Saturday, August 9, 2014

Rebecca Donovan's Breathing series

Poor Emma Thomas (short for Emily, which is an irritation unto itself) is looking for reasons to breathe first in Reason to Breathe, again in Barely Breathing, and still in Out of Breath (all 2013, Skyscape, which I believe is an imprint of Amazon Children's Publishing). Yet the more I read, the more I think she ought just to stop, and not put any of us through the work of it anymore.

What particularly maddens me about the series is the character. She's stupid. Willfully stupid, willfully depressed, willfully resistant to helping herself. About two-thirds of the way into book three (Out of Breath) she has an epiphany, which is delightful and makes me like her for a little while, then she slips back into her old patterns and habits of self-loathing, which make me hope that the next time she walks out into the ocean, she just keeps going. (Note: I listened to the trilogy on audio, and it is a credit to narrator Kate Rudd that I moved on to the sequels. Well, credit Ms. Rudd and a very long road trip.)

Author Rebecca Donovan is ambitious, which I like, but needs a stronger editor, which I don't. If I had a paper copy, which I don't, it would be so marked up with grammar and phrasing edits that the original text would be hard to find. And of course, that's me, self-professed Editor of the World. The style might not be so frustrating for other readers. Donovan uses language in an interesting way, but too often the creative diction is subverted by poor grammar,  repetitive phrasing, and word choices which are just-ever-so-slightly off ("mouth" for "lips" and vice versa, for instance) which becomes enormously frustrating, and involves many shouted corrections. In  book three, Donovan undertakes an interesting narrative shift, using two first-person narrators. Because I'm listening rather than reading, I cannot address how the shifts are handled in print, but audio narrator Rudd does an excellent job distinguishing her characters from one another, particularly when the narration switches between main characters Emma and Evan. All the characters have distinctive voices and tones, and Rudd maintains them consistently throughout the series, adroitly navigating the sometimes abrupt narrative shifts in the third book.

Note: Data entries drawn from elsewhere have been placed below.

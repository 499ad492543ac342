//! Per-group rate model.
//!
//! Every group carries four competing exponential clocks: departure of a non-programmer,
//! departure of a programmer, an attempt to convert a non-programmer, and the arrival of a new
//! non-programmer. The rates depend on the occupancy of the group and, for density dependent
//! growth, on the global population.

use rand::prelude::*;
use rand_distr::{Exp, weighted::WeightedIndex};

use super::population::{GroupCounts, GroupId};
use super::scheduler::{EventKind, PendingEvent};
use crate::config::{ConversionRule, GrowthMode, SimulationParameters};
use crate::errors::{Result, SimulationError};

/// Steepness `a` of the conversion cost in the programmer to non-programmer ratio.
pub const COST_SHAPE: f64 = 3.;

/// Cost of a conversion in a group with `n` non-programmers and `p` programmers.
///
/// Decays exponentially with the ratio `p / n`. Without non-programmers the ratio is unbounded
/// and the cost vanishes, except for the empty group, which pays the full cost `b`.
pub fn cost(n: usize, p: usize, a: f64, b: f64) -> f64 {
    match (n, p) {
        (0, 0) => b,
        (0, _) => 0.,
        _ => b * (-a * p as f64 / n as f64).exp(),
    }
}

/// Net benefit of a conversion attempt.
pub fn tau(n: usize, p: usize, alpha: f64, beta: f64, b: f64) -> f64 {
    let c = cost(n, p, COST_SHAPE, b);
    let (n, p) = (n as f64, p as f64);
    let half_n = n.powf(alpha) / 2.;
    -((n + 1.).powf(alpha) / 2.) * (p + 1.).powf(beta) / 2.
        + (1. - c) * half_n * (p + 2.).powf(beta) / 2.
        + c * half_n * (p + 1.).powf(beta) / 2.
}

#[derive(Clone, Copy, Debug, Default, PartialEq)]
pub struct Rates {
    pub non_programmer_departure: f64,
    pub programmer_departure: f64,
    pub conversion_attempt: f64,
    pub arrival: f64,
}

impl Rates {
    pub fn total(&self) -> f64 {
        self.non_programmer_departure
            + self.programmer_departure
            + self.conversion_attempt
            + self.arrival
    }

    fn weights(&self) -> [f64; 4] {
        [
            self.non_programmer_departure,
            self.programmer_departure,
            self.conversion_attempt,
            self.arrival,
        ]
    }
}

/// Global totals that enter the density dependent arrival rate.
#[derive(Clone, Copy, Debug, PartialEq, Eq)]
pub struct PopulationTotals {
    pub nodes: usize,
    pub groups: usize,
}

pub struct RateModel<'a> {
    parameters: &'a SimulationParameters,
}

impl<'a> RateModel<'a> {
    pub fn new(parameters: &'a SimulationParameters) -> Self {
        Self { parameters }
    }

    pub fn cost(&self, counts: GroupCounts) -> f64 {
        cost(counts.n, counts.p, COST_SHAPE, self.parameters.b)
    }

    pub fn rates(&self, counts: GroupCounts, totals: PopulationTotals) -> Rates {
        let parameters = self.parameters;
        let arrival = match parameters.growth_mode {
            GrowthMode::Constant => parameters.mu,
            GrowthMode::DensityDependent => {
                let size = (counts.size() + 1) as f64;
                let dilution = (totals.nodes + totals.groups) as f64;
                f64::max(
                    0.,
                    parameters.mu * size * (1. - size / parameters.carrying_capacity) / dilution,
                )
            }
        };
        let conversion_attempt = if counts.n > 0 {
            f64::max(
                0.,
                tau(
                    counts.n,
                    counts.p,
                    parameters.alpha,
                    parameters.beta,
                    parameters.b,
                ),
            )
        } else {
            0.
        };

        Rates {
            non_programmer_departure: parameters.nu_n * counts.n as f64,
            programmer_departure: parameters.nu_p * counts.p as f64,
            conversion_attempt,
            arrival,
        }
    }

    /// Draw the next event of `group`, scheduled after `now`.
    ///
    /// The holding time is exponential in the total rate and the kind is chosen proportionally to
    /// the individual rates. A conversion attempt is resolved into its outcome right away.
    pub fn draw_event<R: Rng + ?Sized>(
        &self,
        group: GroupId,
        counts: GroupCounts,
        totals: PopulationTotals,
        now: f64,
        rng: &mut R,
    ) -> Result<PendingEvent> {
        let rates = self.rates(counts, totals);
        let total_rate = rates.total();
        let degenerate = || SimulationError::DegenerateRate {
            group,
            p: counts.p,
            n: counts.n,
            total_rate,
        };
        if !total_rate.is_finite() || total_rate <= 0. {
            return Err(degenerate());
        }

        let holding_time = Exp::new(total_rate).map_err(|_| degenerate())?.sample(rng);
        let kind = match WeightedIndex::new(rates.weights())
            .map_err(|_| degenerate())?
            .sample(rng)
        {
            0 => EventKind::NonProgrammerDeparts,
            1 => EventKind::ProgrammerDeparts,
            2 => self.resolve_conversion(&rates, total_rate, counts, rng),
            _ => EventKind::NonProgrammerArrives,
        };

        Ok(PendingEvent::new(now + holding_time, group, kind, counts))
    }

    fn resolve_conversion<R: Rng + ?Sized>(
        &self,
        rates: &Rates,
        total_rate: f64,
        counts: GroupCounts,
        rng: &mut R,
    ) -> EventKind {
        let success = 1. - self.cost(counts);
        let converts = match self.parameters.conversion_rule {
            ConversionRule::RateRatio => rates.conversion_attempt / total_rate < success,
            ConversionRule::CostWeighted => rng.random::<f64>() < success,
        };
        if converts {
            EventKind::NewProgrammer
        } else {
            EventKind::NonProgrammerLeaves
        }
    }
}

I asked a writer friend how much realism is too much, and she answered, very sensibly, that if you don't like the character, that's a disservice to the reader, the book, and the character herself. So, while it might be argued that Emma is responding exactly the way a real-life teenager might respond in the same hideous circumstances (and they are, indeed, hideous), if it makes me dislike her, if I can find no redeeming qualities, what service does that do for the reader? Even in periods of deep (and often very, very dark) realism in YA literature (the late-1960s into the early 1980s, for instance), the literature had something beyond the misery to offer the reader. Readers might see themselves, their own pain, their own fear or helplessness, but these texts offered the reader alternatives--"Do I dare disturb the universe?" If not this time, perhaps the next. Real, stark, but with possibilities.

Donovan fails to offer even this much to her character, and thus to readers. Even the proscriptive "happy ending" does  not alleviate all the misery, helplessness, and self-suppression in which poor Emma Thomas has engaged. And while I'm ultimately glad (if surprised) that Emma didn't walk back out into the ocean, I really don't care as much as I wish I did. So I'm still mulling the question of realism: how much is too much? How much wallowing makes sense before characters need to find some agency and take responsibility for themselves and their own happiness?

Note: I wrote an earlier version of this blog as a review on Goodreads. See it here.

1 comment:

  1. Personally, I don't think doom and gloom and sadness all the time is realism. I think that hope is an essential part of the human experience and if you have a character lacking that, and said character lacks that for an entire series, then it's not real. Fiction is great because it does allow characters to grow and overcome in ways that normal human beings may or may not. That growth is a powerful tool that can help readers work through their own struggles and come to better understandings of what they might need. A character who seems to resist all opportunities for development serves no one--not even themselves. I don't really think that's real either, but I suppose that there are some people in the world who are like that--given the number of possibilities and all.

    That said, I am very much a "I want to live in a different world for a while" reader, and not so much a "I want a realistic slice of life" reader. I want there to be magic and hope and optimism in my books, because it's one of the few reliable places I find those things.

    Despite my penchant for escapism in my reading, I particularly enjoyed The Nature of Jade by Deb Caletti. It's a very hopeful book, and there's elephants.